The story is told in flashbacks, with Stephen Wraysford's experiences in World War I alternating with his memories of his affair with Isabelle Azaire, a young married woman whom he met before the war when he was staying in her husband's house to learn about business. Stephen and Isabelle run away together when their affair is discovered by her husband, but she leaves Stephen after a short time. Stephen recalls these events when he is badly wounded as a result of an encounter with German sappers when he and his own men accompany the British tunnellers of the Royal Engineers underground. Left for dead, he is discovered and saved by Jack Firebrace, a working-class man with whom Stephen has previously felt little empathy.

In 1916, Stephen is reunited with Isabelle as a result of a chance meeting with her sister Jeanne, shortly before his battalion goes "over the top" in the Battle of the Somme. Upset by the encounter, he takes his fellow-officer Weir to a prostitute, but neither man is able to obtain satisfaction. Weir plays a much smaller role than he does in the novel. During the battle, Stephen is again wounded and loses many of his men; Firebrace and Weir are among the survivors.

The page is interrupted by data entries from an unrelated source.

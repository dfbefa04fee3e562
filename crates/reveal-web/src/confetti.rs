//! Confetti on a fixed full-window 2D canvas.

use std::cell::RefCell;
use std::rc::Rc;

use reveal_engine::{step_and_draw_confetti, ConfettiRenderer, ConfettiSprite, ConfettiState, RevealError};
use wasm_bindgen::JsCast;
use web_sys::{CanvasRenderingContext2d, Document, HtmlCanvasElement, Window};

use crate::dom::set_style;
use crate::frame::FrameLoop;

pub const CANVAS_ID: &str = "confettiCanvas";

pub struct CanvasSurface {
    window: Window,
    canvas: HtmlCanvasElement,
    ctx: CanvasRenderingContext2d,
}

impl CanvasSurface {
    /// Reuse `#confettiCanvas` if the page has one, otherwise create it.
    pub fn attach(window: Window, document: &Document) -> Result<Self, RevealError> {
        let dom_err = |e: wasm_bindgen::JsValue| RevealError::Dom(format!("{e:?}"));
        let canvas = match document.get_element_by_id(CANVAS_ID) {
            Some(el) => el
                .dyn_into::<HtmlCanvasElement>()
                .map_err(|_| RevealError::Dom(format!("#{CANVAS_ID} is not a canvas")))?,
            None => {
                let canvas = document
                    .create_element("canvas")
                    .map_err(dom_err)?
                    .dyn_into::<HtmlCanvasElement>()
                    .map_err(|_| RevealError::Dom("created element is not a canvas".into()))?;
                canvas.set_id(CANVAS_ID);
                let body = document
                    .body()
                    .ok_or_else(|| RevealError::Dom("document has no <body>".into()))?;
                body.append_child(&canvas).map_err(dom_err)?;
                canvas
            }
        };
        for (property, value) in [
            ("position", "fixed"),
            ("top", "0"),
            ("left", "0"),
            ("width", "100%"),
            ("height", "100%"),
            ("pointer-events", "none"),
            ("z-index", "1000"),
            ("display", "none"),
        ] {
            set_style(&canvas, property, value);
        }
        let ctx = canvas
            .get_context("2d")
            .map_err(dom_err)?
            .ok_or_else(|| RevealError::Dom("2d context unavailable".into()))?
            .dyn_into::<CanvasRenderingContext2d>()
            .map_err(|_| RevealError::Dom("unexpected context type".into()))?;
        Ok(Self { window, canvas, ctx })
    }

    fn window_dimension(&self, value: Result<wasm_bindgen::JsValue, wasm_bindgen::JsValue>) -> f32 {
        value.ok().and_then(|v| v.as_f64()).unwrap_or(0.0) as f32
    }

    fn fit_to_window(&self) {
        let (w, h) = self.size();
        let (w, h) = (w as u32, h as u32);
        if self.canvas.width() != w {
            self.canvas.set_width(w);
        }
        if self.canvas.height() != h {
            self.canvas.set_height(h);
        }
    }
}

impl ConfettiRenderer for CanvasSurface {
    fn draw(&mut self, sprites: &[ConfettiSprite]) {
        self.fit_to_window();
        let ctx = &self.ctx;
        ctx.clear_rect(0.0, 0.0, self.canvas.width() as f64, self.canvas.height() as f64);
        for s in sprites {
            let half = s.size as f64 / 2.0;
            ctx.save();
            // Only fails on non-finite input, which the particle step never produces.
            let _ = ctx.translate(s.x as f64, s.y as f64);
            let _ = ctx.rotate(s.rotation as f64);
            ctx.set_global_alpha(s.alpha as f64);
            ctx.set_fill_style_str(s.color);
            ctx.fill_rect(-half, -half, s.size as f64, s.size as f64);
            ctx.restore();
        }
    }

    fn set_visible(&mut self, visible: bool) {
        set_style(&self.canvas, "display", if visible { "block" } else { "none" });
    }

    fn size(&self) -> (f32, f32) {
        (
            self.window_dimension(self.window.inner_width()),
            self.window_dimension(self.window.inner_height()),
        )
    }
}

/// Particle state, its surface, and the frame loop driving both.
pub struct ConfettiLayer {
    state: Rc<RefCell<ConfettiState>>,
    surface: Rc<RefCell<CanvasSurface>>,
    frames: Option<FrameLoop>,
}

impl ConfettiLayer {
    pub fn new(seed: u64, surface: CanvasSurface) -> Self {
        let (w, h) = surface.size();
        Self {
            state: Rc::new(RefCell::new(ConfettiState::new(seed, w, h))),
            surface: Rc::new(RefCell::new(surface)),
            frames: None,
        }
    }

    /// Fire both corner bursts. Joins a burst that is still falling.
    pub fn launch(&mut self, count: usize) {
        {
            let (w, h) = self.surface.borrow().size();
            let mut state = self.state.borrow_mut();
            state.set_viewport(w, h);
            state.spawn_burst(count);
            log::debug!("confetti: {} particles live", state.len());
        }
        self.surface.borrow_mut().set_visible(true);

        if self.frames.as_ref().is_some_and(FrameLoop::is_running) {
            return;
        }
        let state = Rc::clone(&self.state);
        let surface = Rc::clone(&self.surface);
        let mut scratch = Vec::new();
        self.frames = Some(FrameLoop::start(move |_| {
            let (Ok(mut state), Ok(mut surface)) = (state.try_borrow_mut(), surface.try_borrow_mut()) else {
                return true;
            };
            step_and_draw_confetti(&mut state, &mut scratch, &mut *surface)
        }));
    }

    /// Drop every particle and hide the canvas.
    pub fn clear(&mut self) {
        self.frames = None;
        self.state.borrow_mut().clear();
        let mut surface = self.surface.borrow_mut();
        surface.draw(&[]);
        surface.set_visible(false);
    }
}
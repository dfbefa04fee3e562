//! Seedable pseudo-random number generator (xorshift64).
//! Deterministic, so bursts can be replayed in tests.

#[derive(Debug, Clone)]
pub struct Rng {
    state: u64,
}

impl Rng {
    pub fn new(seed: u64) -> Self {
        Rng {
            state: if seed == 0 { 1 } else { seed },
        }
    }

    fn next_u64(&mut self) -> u64 {
        let mut x = self.state;
        x ^= x << 13;
        x ^= x >> 7;
        x ^= x << 17;
        self.state = x;
        x
    }

    /// Uniform integer in [0, upper_bound). Zero bound yields zero.
    pub fn next_int(&mut self, upper_bound: u32) -> u32 {
        if upper_bound == 0 {
            return 0;
        }
        (self.next_u64() % upper_bound as u64) as u32
    }

    /// Uniform float in [0, 1).
    pub fn next_f32(&mut self) -> f32 {
        // 24 high bits fit an f32 mantissa exactly.
        (self.next_u64() >> 40) as f32 / (1u64 << 24) as f32
    }

    /// Uniform float in [min, max).
    pub fn range(&mut self, min: f32, max: f32) -> f32 {
        min + self.next_f32() * (max - min)
    }
}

Two years later, with the war drawing to a close, Stephen's men are preparing another mining expedition. He meets Jeanne, who tells him that Isabelle has died, but he also discovers that he has a seven-year-old daughter, Françoise, whose existence Isabelle had concealed from him. He is also disheartened by the death of his friend Weir, shot dead by a sniper. German miners, digging close by, lay a charge and Weir's men are unable to get out of the tunnel in time. Stephen and Firebrace are the only ones left alive, but their way out is blocked. They talk and share their experiences, Firebrace grieving for his dead son while Stephen confides in him that he has a daughter (in the novel, Stephen is unaware of the child's existence at this stage). Stephen finds some explosives and Firebrace, himself close to death, tells him how to lay them in order to blast their way out of the tunnel. Before Stephen completes the task, Firebrace dies. The explosion successfully clears a way out for Stephen, and he stumbles out of the mine to be confronted by two German soldiers, who tell him that the war is over.

Unlike in the novel, Stephen meets Françoise before the war is over and Jeanne implores him to be a part of her life; after the war he is seen showing up at Jeanne's house to be with her and his daughter.

Whereas in the novel Stephen is terrified of birds, the television adaptation does not explore this, although birdsong is frequently heard.

==Cast==

- Eddie Redmayne as Stephen Wraysford
- Clémence Poésy as Isabelle Azaire
- Laurent Lafitte as René Azaire
- Clara Grebot as Lisette Azaire
- Maxime Roussel as Gregoire Azaire
- Joseph Mawle as Jack Firebrace
- Matthew Goode as Captain Gray
- Richard Madden as Weir
- Anthony Andrews as Colonel Barclay
- Marie-Josée Croze as Jeanne Fourmentier
- Thomas Turgoose as Tipper
- George MacKay as Private Douglas
- Rory Keenan as Brennan
- Daniel Cerqueira as Shaw
- Sean McKenzie as Turner
- Matthew Aubrey as Byrne
- Abraham Belaga as Lebrun
- Océane Bersegeay-Holliday as Françoise

==Episodes==

| No. | Title | Directed by | Written by | Original release date | U.K. viewers (millions) |
| 1 | "Episode 1" | Philip Martin | Abi Morgan | 22 January 2012 | 7.01 |
France, 1910, and Englishman Stephen Wraysford arrives to work at the textile factory of the Azaire family, only to fall desperately in love with his host's wife Isabelle. Before long, the pair begin an illicit and all-consuming affair, with huge consequences for them both.
| 2 | "Episode 2" | Philip Martin | Abi Morgan | 29 January 2012 | 6.16 |
As Stephen recovers from his injuries, he continues to be haunted by memories of his affair with Isabelle – and while he and his men prepare for a major offensive at the Somme, he unexpectedly meets his former lover again. However, she is unable to explain why she left him, throwing him into a state of turmoil before the battle.

==Production history==
Working Title held the screen rights to the novel for many years, but were quoted as saying "there is something afoot" after Faulks' 2007 commission to write a new James Bond novel.

Shooting of war scenes took place near Gyúró, Hungary. Remains of the set can be seen on Google Maps.